[Stored items]
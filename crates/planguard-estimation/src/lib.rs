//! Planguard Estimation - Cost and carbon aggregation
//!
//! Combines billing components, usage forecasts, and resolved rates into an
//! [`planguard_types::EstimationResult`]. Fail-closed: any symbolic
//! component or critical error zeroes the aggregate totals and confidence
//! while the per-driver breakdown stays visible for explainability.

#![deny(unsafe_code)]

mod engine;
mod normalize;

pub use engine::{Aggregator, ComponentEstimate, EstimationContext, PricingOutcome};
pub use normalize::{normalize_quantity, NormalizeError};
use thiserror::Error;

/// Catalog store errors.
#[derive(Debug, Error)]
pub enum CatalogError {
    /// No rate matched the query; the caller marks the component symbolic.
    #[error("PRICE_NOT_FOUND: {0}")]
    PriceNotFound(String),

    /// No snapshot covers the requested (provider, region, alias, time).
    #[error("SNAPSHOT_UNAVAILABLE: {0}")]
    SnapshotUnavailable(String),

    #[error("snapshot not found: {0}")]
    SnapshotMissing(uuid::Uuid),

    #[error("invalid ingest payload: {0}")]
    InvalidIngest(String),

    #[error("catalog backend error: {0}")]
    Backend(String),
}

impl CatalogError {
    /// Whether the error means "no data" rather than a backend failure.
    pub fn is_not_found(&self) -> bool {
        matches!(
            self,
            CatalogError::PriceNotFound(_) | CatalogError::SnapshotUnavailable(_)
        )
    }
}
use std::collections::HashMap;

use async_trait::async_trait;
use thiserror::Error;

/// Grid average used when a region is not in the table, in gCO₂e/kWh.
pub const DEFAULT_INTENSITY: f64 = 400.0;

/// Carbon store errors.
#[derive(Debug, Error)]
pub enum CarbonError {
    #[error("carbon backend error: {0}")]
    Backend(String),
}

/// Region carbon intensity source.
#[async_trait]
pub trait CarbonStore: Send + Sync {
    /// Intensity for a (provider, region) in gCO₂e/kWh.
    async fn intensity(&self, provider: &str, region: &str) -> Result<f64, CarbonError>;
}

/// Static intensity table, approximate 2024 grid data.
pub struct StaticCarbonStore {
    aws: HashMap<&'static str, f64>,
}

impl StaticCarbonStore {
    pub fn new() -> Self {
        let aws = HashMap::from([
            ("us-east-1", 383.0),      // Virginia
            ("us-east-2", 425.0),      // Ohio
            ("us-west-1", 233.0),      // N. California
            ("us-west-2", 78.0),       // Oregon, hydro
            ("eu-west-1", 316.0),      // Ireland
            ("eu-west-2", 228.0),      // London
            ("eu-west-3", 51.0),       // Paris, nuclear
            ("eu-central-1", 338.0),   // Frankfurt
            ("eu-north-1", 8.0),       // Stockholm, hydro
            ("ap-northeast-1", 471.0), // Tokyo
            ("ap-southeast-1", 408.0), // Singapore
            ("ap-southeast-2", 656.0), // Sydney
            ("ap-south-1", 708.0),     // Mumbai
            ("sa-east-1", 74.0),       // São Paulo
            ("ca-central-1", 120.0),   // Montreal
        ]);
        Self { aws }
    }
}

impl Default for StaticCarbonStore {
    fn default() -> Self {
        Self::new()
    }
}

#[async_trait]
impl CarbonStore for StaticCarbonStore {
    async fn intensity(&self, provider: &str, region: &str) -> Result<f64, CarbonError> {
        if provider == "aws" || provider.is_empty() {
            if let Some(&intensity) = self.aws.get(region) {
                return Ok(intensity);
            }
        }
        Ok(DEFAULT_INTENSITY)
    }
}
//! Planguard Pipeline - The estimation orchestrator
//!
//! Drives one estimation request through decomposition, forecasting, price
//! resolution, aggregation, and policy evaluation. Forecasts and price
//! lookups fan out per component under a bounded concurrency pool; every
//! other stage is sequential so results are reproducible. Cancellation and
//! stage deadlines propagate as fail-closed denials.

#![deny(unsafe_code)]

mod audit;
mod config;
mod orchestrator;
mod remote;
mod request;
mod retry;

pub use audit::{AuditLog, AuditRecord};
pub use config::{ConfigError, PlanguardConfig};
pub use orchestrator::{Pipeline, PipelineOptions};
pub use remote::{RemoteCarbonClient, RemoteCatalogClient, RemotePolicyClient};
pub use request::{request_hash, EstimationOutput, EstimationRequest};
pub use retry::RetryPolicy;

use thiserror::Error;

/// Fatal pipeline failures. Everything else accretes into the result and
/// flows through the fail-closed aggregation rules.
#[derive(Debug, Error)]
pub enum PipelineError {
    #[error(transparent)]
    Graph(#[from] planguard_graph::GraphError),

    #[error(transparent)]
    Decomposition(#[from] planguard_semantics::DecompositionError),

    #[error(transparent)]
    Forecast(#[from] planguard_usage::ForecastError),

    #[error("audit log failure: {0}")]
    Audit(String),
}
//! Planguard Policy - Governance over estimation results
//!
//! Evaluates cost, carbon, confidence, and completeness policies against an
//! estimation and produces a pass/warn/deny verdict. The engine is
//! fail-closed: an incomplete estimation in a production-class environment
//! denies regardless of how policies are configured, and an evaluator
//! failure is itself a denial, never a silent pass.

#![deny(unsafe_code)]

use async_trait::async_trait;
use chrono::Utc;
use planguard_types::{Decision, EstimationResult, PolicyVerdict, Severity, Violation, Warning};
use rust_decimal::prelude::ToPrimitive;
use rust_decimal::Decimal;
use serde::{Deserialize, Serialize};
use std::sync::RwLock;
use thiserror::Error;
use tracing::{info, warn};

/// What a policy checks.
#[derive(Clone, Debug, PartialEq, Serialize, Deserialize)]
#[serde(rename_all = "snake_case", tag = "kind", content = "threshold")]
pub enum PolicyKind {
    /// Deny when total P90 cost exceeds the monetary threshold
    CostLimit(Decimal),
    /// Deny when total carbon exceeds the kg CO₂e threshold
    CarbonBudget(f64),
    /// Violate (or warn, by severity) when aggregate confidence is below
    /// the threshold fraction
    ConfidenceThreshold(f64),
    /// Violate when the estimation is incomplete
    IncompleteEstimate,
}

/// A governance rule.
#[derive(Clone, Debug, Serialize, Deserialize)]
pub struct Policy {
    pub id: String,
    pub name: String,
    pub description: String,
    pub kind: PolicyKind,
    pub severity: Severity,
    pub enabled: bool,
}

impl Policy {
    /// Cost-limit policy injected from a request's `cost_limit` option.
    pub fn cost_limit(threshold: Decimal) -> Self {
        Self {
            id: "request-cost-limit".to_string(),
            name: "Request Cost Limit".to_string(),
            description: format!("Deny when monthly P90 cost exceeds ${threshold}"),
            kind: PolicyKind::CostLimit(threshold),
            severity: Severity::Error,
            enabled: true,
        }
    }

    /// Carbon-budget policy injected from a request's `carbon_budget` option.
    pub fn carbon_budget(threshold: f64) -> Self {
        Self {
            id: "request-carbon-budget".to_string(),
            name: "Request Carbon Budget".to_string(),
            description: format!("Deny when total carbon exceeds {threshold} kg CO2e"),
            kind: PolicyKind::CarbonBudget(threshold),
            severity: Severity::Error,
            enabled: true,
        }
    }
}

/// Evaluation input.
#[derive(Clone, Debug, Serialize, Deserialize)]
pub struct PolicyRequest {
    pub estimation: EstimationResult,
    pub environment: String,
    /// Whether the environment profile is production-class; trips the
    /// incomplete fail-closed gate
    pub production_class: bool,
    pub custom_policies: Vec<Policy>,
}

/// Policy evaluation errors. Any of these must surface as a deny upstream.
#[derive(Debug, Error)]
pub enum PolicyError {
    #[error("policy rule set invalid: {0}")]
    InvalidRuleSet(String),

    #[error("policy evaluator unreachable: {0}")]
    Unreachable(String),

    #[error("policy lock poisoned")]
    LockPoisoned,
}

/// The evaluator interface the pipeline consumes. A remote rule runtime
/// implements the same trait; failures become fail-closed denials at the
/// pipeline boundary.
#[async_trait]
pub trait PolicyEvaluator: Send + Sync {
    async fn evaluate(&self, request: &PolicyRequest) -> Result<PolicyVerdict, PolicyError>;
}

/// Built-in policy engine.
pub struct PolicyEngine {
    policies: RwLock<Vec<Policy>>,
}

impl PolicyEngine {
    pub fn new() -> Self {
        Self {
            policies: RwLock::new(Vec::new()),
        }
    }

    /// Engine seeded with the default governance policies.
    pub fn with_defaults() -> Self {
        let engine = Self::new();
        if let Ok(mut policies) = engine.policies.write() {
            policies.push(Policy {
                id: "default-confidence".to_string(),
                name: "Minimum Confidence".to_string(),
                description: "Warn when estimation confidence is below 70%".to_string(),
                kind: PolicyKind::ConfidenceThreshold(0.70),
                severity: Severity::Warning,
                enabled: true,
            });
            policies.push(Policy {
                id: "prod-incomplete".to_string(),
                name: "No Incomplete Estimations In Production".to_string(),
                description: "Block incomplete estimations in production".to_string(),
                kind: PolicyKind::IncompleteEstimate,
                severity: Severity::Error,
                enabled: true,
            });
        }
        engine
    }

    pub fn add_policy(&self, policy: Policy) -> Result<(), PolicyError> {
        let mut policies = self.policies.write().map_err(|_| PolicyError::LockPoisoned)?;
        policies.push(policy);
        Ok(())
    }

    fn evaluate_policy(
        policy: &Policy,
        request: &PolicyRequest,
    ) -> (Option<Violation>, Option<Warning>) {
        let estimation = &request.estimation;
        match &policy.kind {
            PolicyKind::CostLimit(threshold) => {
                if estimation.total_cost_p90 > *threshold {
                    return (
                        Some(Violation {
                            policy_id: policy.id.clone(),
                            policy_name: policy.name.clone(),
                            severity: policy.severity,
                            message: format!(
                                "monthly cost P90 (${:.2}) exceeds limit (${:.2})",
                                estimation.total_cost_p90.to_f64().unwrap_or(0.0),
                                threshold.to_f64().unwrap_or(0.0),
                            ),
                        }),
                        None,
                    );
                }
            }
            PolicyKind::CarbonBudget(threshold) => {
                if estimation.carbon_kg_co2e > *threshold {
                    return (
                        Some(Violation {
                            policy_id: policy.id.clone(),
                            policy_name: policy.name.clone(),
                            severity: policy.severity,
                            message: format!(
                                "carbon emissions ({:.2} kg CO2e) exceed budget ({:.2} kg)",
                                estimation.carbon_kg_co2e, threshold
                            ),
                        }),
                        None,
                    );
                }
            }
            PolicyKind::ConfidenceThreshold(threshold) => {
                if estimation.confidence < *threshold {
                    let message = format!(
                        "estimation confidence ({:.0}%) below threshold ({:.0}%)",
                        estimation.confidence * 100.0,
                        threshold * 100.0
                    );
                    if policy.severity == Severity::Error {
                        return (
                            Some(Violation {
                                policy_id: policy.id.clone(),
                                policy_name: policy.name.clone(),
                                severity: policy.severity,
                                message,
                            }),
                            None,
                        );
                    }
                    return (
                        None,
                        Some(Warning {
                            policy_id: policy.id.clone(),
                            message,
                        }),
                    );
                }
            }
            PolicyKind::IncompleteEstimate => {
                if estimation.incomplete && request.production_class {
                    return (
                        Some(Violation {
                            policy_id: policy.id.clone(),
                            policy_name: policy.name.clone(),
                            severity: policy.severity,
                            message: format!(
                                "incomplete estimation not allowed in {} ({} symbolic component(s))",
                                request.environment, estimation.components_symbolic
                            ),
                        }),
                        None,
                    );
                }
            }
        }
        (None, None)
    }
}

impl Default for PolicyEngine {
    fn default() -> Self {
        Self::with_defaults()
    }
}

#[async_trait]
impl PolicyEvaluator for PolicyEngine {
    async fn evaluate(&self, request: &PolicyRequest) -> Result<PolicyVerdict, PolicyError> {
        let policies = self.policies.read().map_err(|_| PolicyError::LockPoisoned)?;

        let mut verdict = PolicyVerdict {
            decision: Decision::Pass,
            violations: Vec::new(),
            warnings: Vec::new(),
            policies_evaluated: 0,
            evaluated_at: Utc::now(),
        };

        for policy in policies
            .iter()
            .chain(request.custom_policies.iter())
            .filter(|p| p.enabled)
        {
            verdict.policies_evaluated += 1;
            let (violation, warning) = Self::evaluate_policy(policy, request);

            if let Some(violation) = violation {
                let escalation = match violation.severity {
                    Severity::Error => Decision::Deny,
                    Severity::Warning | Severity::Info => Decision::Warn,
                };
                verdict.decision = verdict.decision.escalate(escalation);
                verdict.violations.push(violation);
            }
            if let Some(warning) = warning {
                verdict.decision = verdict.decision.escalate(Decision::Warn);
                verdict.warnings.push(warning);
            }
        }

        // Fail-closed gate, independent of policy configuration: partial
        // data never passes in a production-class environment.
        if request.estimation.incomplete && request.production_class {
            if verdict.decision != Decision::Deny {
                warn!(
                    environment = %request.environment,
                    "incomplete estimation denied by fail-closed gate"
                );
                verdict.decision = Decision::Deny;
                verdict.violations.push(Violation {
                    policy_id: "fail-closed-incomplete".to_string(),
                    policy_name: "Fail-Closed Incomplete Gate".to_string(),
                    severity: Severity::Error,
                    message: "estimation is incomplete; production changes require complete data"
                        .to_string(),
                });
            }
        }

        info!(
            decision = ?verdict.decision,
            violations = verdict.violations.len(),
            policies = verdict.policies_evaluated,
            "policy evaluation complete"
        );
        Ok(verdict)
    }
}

WHAT THE TASK REQUIRES: Nothing but the lines from the top of the records down to the line with "Catalog store errors." belongs in the answer; repeat them exactly.

EXERCISE RESULT:
filename crates/planguard-estimation/src/lib.rs
//! Planguard Estimation - Cost and carbon aggregation
//!
//! Combines billing components, usage forecasts, and resolved rates into an
//! [`planguard_types::EstimationResult`]. Fail-closed: any symbolic
//! component or critical error zeroes the aggregate totals and confidence
//! while the per-driver breakdown stays visible for explainability.

#![deny(unsafe_code)]

mod engine;
mod normalize;

pub use engine::{Aggregator, ComponentEstimate, EstimationContext, PricingOutcome};
pub use normalize::{normalize_quantity, NormalizeError};
use thiserror::Error;

/// Catalog store errors.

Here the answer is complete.